**Task description:** Using the listing below, copy every line that mentions "ContextOptions".

**Data supplied:**
[Start of section]

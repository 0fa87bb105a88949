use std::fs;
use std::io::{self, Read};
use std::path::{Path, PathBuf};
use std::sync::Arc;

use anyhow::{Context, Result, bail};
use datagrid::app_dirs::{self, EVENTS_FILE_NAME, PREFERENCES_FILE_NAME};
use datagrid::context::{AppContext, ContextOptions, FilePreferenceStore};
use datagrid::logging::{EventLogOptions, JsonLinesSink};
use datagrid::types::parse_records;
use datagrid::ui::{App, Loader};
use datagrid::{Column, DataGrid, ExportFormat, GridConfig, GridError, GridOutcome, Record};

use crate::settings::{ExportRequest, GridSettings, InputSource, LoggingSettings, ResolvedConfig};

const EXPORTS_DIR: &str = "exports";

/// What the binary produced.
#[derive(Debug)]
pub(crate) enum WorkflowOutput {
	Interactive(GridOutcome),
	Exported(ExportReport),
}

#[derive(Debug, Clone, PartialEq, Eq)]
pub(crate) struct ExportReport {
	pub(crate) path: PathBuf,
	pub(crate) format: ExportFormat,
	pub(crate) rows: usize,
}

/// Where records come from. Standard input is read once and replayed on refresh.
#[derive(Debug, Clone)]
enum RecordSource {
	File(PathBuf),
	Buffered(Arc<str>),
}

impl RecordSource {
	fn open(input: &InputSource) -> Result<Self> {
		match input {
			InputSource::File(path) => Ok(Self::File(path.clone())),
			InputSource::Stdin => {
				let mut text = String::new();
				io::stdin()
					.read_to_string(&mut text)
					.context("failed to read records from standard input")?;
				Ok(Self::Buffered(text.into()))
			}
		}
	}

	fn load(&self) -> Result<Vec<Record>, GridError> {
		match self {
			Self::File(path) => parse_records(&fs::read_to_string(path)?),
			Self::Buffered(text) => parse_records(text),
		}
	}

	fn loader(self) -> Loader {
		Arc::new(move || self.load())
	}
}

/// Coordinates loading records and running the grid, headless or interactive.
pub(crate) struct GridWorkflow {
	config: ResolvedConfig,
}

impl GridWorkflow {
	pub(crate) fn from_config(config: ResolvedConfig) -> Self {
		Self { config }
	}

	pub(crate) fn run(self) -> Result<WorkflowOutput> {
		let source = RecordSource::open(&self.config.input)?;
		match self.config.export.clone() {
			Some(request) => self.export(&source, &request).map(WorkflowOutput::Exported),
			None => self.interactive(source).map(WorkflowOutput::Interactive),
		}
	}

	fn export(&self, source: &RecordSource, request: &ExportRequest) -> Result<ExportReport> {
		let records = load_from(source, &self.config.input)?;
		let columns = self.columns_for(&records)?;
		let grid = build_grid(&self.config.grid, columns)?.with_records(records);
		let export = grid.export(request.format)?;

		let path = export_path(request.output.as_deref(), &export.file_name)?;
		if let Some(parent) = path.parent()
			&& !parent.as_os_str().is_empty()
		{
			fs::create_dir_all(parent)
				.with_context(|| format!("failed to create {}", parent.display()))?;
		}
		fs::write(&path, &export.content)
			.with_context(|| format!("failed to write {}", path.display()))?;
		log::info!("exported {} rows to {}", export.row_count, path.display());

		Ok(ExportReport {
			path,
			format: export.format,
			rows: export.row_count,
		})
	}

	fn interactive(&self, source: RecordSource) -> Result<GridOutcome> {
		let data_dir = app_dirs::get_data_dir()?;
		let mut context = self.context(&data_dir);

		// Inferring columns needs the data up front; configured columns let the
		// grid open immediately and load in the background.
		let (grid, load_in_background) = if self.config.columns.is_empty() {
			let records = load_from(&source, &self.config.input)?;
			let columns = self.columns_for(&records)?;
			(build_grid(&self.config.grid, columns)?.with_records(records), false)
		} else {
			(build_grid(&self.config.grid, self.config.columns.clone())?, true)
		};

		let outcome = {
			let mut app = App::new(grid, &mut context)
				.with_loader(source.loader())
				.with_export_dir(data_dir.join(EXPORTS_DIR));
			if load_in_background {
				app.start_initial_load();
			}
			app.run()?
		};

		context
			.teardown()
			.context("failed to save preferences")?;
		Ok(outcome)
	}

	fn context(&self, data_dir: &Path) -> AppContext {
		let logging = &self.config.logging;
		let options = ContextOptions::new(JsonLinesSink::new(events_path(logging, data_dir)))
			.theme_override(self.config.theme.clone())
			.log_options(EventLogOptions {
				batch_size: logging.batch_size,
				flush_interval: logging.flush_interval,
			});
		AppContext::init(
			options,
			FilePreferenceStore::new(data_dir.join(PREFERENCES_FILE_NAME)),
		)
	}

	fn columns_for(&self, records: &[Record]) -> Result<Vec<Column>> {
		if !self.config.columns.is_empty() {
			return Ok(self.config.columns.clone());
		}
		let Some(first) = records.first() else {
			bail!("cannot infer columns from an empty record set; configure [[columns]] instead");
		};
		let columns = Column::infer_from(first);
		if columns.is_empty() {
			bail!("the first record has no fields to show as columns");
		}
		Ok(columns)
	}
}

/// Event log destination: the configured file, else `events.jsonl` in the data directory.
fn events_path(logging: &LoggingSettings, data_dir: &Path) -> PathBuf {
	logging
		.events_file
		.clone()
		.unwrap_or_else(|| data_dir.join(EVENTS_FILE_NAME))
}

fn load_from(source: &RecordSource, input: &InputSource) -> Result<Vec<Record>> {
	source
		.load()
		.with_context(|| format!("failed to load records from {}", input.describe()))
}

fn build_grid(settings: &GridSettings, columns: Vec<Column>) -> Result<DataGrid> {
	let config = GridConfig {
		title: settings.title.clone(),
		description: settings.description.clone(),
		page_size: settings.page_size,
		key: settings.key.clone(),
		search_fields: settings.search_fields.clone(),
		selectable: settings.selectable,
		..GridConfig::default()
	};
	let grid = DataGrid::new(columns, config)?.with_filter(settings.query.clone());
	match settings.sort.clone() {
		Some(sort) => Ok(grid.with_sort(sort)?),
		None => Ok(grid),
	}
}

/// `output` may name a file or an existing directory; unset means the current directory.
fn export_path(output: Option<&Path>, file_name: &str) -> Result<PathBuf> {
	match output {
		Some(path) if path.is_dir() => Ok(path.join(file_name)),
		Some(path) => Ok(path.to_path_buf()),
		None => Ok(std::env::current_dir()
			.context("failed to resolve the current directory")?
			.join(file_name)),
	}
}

[End of section]

**Response area:**
use datagrid::context::{AppContext, ContextOptions, FilePreferenceStore};
		let options = ContextOptions::new(JsonLinesSink::new(events_path(logging, data_dir)))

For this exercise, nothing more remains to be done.